Last night was my second viewing, aside from a clip of the car chase I included in my 32 Days of Movies compilation (because of this video, as the cars round a corner I now instinctively expect Looney Tunes' Dodo to pull up next to Porky Pig in his speedboat). This time I was particularly struck by the engaging performance of Tone, whom I only remembered as a distant third banana in Mutiny on the Bounty; here he is wise, witty, and warm - a believable big brother type smiling with tired relief at happiness he knows he can never experience firsthand but is happy to soak up from a distance. Young is also quite engaging as the leftist comrade, the mixture of fiery idealism and blunt realism that characterized anti-fascists of the period. He's always a lively presence in thirties cinema, although Mortal Storm casts him as the complete opposite of his character here. The weakest link, unfortunately, is Taylor, rather drippy and droopy as the "boy" out of league with not only his two longer-serving buddies but the reticent yet devoted Pat. Apparently the star was frustrated with the ostensibly soft roles MGM assigned him at this time, and had to be coaxed by Louis B. Mayer into accepting the role.
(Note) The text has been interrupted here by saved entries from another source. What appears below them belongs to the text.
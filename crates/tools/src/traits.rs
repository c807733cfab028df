use crate::error::ToolError;
use async_trait::async_trait;
use capflow_core::{ResultCode, RunContext};
use serde::{Deserialize, Serialize};
use serde_json::{json, Value};

#[derive(Debug, Clone, Serialize, Deserialize, PartialEq)]
pub struct ToolResult {
    pub success: bool,
    pub output: Value,
    #[serde(default, skip_serializing_if = "Option::is_none")]
    pub error: Option<String>,
    #[serde(default, skip_serializing_if = "Option::is_none")]
    pub code: Option<ResultCode>,
}

impl ToolResult {
    pub fn ok(output: Value) -> Self {
        Self {
            success: true,
            output,
            error: None,
            code: None,
        }
    }

    pub fn failure(code: ResultCode, error: impl Into<String>, output: Value) -> Self {
        Self {
            success: false,
            output,
            error: Some(error.into()),
            code: Some(code),
        }
    }

    /// Structured failure for an error caught at the tool boundary.
    pub fn from_error(err: &ToolError) -> Self {
        Self::failure(err.code(), err.to_string(), Value::Null)
    }

    /// Payload handed back to the model as the tool message.
    pub fn to_model_payload(&self) -> Value {
        let mut payload = json!({ "ok": self.success });
        if !self.output.is_null() {
            payload["result"] = self.output.clone();
        }
        if let Some(error) = &self.error {
            payload["error"] = json!(error);
        }
        if let Some(code) = self.code {
            payload["code"] = json!(code);
        }
        payload
    }
}

/// A model-callable tool. Tools are built per capability invocation and
/// may hold that invocation's state.
#[async_trait]
pub trait Tool: Send + Sync {
    fn name(&self) -> &'static str;
    fn description(&self) -> &'static str;
    fn schema(&self) -> Value;

    async fn execute(&self, ctx: &RunContext, args: Value) -> Result<ToolResult, ToolError>;
}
Sullavan is, unsurprisingly, wonderful as the fragile linchpin ever-precariously keeping these world-weary men in genuinely good spirits (as opposed to the alcoholic variety). Is - plot spoilers ahead - her final sacrifice noble or selfish? It's certainly played as the former, but Erich and Otto indicate that it's pure pleasure for them to make their own sacrifices on her behalf, and it's not as if they've much more to give considering they already sold beloved taxicab Baby to pay for her now-completed surgery. What does getting up from bed against doctor's advice, allowing her lung to be punctured, really achieve? Well, I suppose the answer is a suitably dramatic and tearjerking conclusion right up Borzage's alley although I doubt it was the director's suggestion. I would imagine the Production Code wasn't keen on suicide, but from what I can gather Remarque's book allows the heroine to die of natural causes rather than boldly stepping out of bed and out onto her balcony in a dramatic statement of her desire to "free" her friends of any obligation to her. This appears to be an addition of the screenwriters.

F. Scott Fitzgerald's draft has been available for years and, at a glance (I've read the beginning and dipped into the end) it dovetails with the finished film in the exchanges between Erich (here dubbed Bobby) and Pat but deviates in the bigger picture, emphasizing the ideological character of the postwar period. Producer Joseph L. Mankiewicz rewrote much of Fitzgerald's script; the curious limitation of the story's events to just 1920 and 1921 (rather anachronistic, given how the Nazi rise occurred much later, and not at all drawn from the book which doesn't even open until 1923) was apparently Mankiewicz's call. I might have attributed this to Fitzgerald; after all, The Great Gatsby, that quintessential Roaring Twenties tale, unfolds quite early in the decade and is populated by an ensemble whose youth is rooted in the teens. It would have been quite typical for Fitzgerald to backload the chronology and emphasize how much these people had been through in a relatively short period. Indeed, a lifetime can be lived in a few short years - of such material is a lost generation formed.